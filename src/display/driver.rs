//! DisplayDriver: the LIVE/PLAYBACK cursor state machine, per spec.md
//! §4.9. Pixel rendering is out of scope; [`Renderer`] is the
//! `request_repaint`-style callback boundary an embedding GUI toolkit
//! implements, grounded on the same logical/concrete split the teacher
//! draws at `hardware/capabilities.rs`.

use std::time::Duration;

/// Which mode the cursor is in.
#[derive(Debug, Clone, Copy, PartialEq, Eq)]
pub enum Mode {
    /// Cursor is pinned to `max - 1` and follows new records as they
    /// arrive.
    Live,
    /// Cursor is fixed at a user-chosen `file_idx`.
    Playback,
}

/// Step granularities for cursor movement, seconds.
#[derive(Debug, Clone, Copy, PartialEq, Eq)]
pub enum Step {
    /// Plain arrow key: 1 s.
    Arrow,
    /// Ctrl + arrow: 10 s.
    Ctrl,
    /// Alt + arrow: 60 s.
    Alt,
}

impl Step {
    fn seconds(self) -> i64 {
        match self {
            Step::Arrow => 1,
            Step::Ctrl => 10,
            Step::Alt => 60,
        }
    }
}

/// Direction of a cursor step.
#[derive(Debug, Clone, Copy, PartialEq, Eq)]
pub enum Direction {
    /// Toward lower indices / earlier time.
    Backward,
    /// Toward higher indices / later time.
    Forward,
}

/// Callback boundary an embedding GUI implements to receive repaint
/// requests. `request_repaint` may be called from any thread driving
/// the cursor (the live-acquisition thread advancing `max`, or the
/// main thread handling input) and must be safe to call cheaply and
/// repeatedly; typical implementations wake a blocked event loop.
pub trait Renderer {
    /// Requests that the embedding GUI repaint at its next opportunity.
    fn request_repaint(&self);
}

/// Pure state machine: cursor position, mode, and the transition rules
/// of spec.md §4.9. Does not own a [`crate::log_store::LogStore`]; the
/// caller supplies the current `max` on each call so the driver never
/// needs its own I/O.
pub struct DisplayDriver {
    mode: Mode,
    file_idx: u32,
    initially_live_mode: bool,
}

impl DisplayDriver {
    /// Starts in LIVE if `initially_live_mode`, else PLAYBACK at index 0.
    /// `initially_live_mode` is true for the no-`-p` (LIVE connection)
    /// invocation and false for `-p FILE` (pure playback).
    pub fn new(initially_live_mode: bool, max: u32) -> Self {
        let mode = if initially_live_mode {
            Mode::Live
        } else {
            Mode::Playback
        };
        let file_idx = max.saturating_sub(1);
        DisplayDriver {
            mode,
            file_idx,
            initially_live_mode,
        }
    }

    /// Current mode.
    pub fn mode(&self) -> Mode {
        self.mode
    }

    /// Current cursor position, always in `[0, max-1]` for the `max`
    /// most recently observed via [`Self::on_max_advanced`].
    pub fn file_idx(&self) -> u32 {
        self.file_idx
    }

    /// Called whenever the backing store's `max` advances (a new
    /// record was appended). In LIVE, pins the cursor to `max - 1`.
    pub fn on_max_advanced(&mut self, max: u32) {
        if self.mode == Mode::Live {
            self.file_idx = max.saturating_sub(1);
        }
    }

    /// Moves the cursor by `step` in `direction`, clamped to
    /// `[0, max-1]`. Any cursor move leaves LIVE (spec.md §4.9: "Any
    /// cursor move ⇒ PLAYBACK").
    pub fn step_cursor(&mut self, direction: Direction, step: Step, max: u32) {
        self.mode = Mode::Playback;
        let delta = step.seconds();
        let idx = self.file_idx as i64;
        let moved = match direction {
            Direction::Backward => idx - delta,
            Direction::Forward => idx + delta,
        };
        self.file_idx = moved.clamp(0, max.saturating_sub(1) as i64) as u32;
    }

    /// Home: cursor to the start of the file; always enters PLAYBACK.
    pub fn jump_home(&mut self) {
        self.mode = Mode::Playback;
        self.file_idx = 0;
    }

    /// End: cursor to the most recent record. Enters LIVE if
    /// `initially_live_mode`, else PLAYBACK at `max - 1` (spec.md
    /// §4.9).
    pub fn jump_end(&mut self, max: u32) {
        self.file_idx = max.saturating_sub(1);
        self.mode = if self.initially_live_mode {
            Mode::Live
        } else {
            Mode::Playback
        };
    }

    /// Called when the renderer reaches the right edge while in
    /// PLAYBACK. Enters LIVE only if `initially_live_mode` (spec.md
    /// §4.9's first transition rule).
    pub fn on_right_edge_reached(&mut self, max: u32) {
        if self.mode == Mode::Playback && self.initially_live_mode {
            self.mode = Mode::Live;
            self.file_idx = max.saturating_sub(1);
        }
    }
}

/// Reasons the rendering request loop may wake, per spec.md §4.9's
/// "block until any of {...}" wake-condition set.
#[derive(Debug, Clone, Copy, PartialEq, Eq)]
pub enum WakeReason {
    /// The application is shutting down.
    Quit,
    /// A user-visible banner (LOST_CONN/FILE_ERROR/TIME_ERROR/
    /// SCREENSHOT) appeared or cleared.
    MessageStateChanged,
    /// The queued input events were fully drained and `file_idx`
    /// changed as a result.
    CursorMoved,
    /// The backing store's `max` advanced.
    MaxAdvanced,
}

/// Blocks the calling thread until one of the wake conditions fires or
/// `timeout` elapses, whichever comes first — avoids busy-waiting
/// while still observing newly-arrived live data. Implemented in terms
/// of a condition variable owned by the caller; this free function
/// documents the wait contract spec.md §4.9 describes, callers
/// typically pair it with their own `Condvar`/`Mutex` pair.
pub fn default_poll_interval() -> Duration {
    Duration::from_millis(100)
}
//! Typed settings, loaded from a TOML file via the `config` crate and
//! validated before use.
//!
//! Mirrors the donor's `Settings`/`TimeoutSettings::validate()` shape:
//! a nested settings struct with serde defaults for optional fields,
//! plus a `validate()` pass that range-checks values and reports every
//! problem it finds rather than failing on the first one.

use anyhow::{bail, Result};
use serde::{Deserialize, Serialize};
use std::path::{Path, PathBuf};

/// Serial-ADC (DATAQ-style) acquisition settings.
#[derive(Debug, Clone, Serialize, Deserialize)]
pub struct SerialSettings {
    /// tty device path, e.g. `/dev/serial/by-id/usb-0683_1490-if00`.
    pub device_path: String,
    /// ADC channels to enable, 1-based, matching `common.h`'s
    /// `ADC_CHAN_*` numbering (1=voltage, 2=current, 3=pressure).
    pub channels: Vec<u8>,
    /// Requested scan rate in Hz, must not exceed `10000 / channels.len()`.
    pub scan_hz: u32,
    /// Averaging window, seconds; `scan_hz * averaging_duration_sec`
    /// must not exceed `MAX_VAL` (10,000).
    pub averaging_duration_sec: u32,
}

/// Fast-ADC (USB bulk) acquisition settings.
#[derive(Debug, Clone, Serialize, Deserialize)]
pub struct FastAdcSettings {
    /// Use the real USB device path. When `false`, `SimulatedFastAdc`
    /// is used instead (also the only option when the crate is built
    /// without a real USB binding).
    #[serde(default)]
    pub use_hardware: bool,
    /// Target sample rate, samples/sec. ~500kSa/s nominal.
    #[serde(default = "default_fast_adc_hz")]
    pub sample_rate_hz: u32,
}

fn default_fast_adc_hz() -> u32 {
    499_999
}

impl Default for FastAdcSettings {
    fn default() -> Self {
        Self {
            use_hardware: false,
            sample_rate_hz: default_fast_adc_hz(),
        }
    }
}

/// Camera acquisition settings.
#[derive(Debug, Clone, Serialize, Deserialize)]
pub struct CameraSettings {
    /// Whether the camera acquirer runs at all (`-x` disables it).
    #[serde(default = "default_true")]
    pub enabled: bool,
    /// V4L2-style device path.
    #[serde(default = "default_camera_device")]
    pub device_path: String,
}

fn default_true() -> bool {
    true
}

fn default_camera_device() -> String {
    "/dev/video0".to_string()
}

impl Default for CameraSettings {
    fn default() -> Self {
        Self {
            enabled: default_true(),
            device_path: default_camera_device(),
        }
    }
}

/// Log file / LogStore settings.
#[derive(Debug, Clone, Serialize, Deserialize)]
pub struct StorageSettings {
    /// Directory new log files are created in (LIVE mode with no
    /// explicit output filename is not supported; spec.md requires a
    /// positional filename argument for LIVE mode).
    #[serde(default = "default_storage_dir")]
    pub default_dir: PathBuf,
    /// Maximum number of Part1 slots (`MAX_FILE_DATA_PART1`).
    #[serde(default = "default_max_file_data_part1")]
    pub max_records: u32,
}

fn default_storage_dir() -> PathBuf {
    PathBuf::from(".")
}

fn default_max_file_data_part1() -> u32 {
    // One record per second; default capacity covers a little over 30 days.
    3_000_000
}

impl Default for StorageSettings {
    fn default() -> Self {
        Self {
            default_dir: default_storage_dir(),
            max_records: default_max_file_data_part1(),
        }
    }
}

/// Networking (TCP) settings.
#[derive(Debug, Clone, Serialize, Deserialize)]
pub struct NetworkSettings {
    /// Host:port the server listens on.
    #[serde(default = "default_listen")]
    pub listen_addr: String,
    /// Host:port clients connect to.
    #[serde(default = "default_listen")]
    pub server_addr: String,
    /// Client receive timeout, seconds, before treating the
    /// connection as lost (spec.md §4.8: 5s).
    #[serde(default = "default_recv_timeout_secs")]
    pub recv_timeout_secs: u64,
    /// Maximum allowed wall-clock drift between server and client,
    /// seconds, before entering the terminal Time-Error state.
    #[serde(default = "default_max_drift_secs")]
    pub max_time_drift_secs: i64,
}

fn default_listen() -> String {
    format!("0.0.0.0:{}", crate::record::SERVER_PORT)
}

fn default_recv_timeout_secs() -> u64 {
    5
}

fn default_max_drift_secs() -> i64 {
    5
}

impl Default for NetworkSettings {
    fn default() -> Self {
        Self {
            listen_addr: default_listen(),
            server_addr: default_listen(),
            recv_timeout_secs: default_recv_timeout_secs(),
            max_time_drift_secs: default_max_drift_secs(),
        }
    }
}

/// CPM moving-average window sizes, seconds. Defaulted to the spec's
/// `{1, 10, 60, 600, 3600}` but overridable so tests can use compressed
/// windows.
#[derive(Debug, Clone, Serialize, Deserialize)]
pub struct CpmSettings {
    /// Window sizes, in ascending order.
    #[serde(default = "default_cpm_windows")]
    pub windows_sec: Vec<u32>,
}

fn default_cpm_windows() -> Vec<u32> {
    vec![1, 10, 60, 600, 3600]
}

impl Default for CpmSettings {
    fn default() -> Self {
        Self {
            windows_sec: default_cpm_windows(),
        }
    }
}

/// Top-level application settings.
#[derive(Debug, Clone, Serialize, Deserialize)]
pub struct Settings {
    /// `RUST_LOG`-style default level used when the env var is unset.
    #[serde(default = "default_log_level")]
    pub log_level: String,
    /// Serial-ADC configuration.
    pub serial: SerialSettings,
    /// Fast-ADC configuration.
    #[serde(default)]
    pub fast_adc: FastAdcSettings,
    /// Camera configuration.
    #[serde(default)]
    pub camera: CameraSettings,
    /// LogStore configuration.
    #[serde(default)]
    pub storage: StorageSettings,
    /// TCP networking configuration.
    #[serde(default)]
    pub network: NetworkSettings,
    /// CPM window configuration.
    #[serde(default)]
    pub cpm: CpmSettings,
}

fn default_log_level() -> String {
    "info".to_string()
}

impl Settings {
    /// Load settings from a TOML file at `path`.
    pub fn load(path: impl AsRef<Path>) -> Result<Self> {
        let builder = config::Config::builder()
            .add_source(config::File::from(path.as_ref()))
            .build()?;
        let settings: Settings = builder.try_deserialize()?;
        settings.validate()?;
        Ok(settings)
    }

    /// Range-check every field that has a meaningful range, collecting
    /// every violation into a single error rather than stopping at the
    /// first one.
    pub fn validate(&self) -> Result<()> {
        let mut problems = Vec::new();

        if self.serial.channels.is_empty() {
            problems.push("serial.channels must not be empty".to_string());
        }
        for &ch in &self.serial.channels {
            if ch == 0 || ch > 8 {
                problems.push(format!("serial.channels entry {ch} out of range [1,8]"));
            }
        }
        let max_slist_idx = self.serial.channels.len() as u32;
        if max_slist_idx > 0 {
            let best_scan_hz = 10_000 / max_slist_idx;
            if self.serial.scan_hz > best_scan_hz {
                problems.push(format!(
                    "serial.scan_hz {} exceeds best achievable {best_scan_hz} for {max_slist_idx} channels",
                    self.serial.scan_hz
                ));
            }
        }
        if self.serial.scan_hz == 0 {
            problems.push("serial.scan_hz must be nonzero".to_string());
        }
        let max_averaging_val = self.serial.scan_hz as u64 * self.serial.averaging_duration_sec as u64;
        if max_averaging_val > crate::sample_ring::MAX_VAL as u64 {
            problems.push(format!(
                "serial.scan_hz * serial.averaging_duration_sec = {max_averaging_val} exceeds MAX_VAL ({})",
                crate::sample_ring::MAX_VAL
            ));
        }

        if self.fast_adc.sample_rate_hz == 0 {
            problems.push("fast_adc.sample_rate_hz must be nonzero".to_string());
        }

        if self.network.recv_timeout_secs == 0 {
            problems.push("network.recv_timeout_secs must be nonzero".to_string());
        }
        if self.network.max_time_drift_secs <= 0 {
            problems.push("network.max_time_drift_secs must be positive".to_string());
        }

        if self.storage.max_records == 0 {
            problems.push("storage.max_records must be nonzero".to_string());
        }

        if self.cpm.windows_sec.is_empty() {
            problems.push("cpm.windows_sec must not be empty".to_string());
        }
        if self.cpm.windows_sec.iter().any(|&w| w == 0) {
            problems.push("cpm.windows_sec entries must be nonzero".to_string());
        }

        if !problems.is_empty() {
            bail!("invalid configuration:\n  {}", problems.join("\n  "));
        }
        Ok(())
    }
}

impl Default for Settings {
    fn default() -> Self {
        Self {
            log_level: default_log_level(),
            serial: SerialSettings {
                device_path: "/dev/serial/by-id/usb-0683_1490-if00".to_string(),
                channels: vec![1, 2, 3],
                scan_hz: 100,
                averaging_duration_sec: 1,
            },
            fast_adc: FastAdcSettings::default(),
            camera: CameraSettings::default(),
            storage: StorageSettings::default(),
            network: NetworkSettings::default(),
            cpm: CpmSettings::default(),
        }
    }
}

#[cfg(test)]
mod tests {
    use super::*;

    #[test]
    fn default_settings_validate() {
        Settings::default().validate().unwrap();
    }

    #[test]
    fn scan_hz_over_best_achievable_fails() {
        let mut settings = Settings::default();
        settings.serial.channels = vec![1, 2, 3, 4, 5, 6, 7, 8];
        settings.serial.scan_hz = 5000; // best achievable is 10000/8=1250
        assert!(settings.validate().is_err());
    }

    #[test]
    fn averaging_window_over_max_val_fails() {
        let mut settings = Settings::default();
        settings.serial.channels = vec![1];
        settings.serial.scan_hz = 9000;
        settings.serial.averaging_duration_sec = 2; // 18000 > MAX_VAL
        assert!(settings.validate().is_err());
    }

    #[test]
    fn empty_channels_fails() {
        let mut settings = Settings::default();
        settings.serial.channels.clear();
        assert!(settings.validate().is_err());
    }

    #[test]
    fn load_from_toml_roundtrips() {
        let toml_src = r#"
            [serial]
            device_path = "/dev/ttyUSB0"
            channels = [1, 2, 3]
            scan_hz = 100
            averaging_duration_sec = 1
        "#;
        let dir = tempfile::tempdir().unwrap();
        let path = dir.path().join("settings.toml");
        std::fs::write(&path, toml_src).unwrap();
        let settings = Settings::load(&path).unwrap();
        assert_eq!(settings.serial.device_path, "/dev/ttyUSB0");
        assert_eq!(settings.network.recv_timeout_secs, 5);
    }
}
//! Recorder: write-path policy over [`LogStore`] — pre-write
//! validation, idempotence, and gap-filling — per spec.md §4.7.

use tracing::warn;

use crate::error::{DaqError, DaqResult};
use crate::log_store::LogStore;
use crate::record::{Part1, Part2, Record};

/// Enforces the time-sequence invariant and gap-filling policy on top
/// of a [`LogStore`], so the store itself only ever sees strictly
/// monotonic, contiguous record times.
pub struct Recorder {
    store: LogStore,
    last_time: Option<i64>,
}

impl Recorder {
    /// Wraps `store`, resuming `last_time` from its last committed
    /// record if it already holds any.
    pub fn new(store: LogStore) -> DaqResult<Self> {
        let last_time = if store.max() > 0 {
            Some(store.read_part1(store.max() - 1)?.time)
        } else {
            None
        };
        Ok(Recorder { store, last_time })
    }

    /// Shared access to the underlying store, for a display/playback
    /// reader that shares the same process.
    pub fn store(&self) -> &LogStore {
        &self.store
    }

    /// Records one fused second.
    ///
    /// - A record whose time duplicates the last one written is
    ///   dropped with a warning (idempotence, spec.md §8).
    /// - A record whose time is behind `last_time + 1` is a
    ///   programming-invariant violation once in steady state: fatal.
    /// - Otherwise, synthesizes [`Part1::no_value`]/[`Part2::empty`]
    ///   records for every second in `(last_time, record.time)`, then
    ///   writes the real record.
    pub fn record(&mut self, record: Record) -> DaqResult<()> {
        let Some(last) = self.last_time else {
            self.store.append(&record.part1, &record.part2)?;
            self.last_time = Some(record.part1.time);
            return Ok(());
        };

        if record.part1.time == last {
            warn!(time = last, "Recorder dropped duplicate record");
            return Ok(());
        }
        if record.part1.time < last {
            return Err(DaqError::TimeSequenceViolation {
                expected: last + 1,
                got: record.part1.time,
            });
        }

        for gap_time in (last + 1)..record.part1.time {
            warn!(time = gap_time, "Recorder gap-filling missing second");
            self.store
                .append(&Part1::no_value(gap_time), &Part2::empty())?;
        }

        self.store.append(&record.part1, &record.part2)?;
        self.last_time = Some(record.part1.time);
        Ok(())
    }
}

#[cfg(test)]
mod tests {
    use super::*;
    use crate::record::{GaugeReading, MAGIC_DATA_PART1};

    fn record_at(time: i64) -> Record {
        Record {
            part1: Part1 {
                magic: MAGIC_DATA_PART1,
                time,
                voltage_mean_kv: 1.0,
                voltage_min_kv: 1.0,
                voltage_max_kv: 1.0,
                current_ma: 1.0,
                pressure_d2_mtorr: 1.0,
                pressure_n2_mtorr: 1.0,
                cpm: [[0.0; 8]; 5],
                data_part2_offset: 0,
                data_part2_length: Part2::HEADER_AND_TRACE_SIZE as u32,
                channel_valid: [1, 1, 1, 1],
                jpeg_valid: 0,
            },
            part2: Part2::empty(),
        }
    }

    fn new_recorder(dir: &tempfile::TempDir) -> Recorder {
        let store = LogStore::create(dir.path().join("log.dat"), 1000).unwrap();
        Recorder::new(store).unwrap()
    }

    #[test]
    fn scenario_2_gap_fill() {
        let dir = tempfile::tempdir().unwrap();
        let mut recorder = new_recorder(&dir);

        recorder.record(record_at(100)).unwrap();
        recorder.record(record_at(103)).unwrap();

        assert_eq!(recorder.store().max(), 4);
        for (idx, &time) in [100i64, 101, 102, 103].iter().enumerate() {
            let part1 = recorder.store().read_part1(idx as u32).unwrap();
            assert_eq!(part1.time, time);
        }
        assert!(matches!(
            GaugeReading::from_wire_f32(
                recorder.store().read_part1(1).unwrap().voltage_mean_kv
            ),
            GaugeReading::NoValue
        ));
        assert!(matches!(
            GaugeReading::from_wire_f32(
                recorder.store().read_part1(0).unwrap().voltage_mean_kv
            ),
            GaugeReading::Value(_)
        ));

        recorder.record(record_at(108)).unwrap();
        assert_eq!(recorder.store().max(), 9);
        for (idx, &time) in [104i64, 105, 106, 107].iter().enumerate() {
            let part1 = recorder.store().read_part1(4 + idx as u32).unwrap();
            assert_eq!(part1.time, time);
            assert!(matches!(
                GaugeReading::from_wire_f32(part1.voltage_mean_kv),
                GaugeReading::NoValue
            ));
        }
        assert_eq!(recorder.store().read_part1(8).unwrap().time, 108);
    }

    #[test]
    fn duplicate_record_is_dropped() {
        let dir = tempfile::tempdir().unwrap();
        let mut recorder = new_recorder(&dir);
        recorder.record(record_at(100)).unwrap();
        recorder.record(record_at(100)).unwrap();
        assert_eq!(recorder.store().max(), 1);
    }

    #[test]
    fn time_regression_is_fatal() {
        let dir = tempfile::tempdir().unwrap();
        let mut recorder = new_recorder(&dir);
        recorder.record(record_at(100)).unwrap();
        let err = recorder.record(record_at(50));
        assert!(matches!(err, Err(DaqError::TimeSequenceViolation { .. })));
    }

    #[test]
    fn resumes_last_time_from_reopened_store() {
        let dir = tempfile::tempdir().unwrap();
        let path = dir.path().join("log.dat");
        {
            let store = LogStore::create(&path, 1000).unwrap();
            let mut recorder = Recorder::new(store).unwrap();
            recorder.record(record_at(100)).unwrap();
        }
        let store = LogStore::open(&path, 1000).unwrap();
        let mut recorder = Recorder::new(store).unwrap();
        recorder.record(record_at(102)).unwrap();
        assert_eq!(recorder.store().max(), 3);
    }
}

* Assignment *
Where in the records above does the word "rather" appear? Copy each line that holds it.

* Task solution *
//! problem it finds rather than failing on the first one.
    /// every violation into a single error rather than stopping at the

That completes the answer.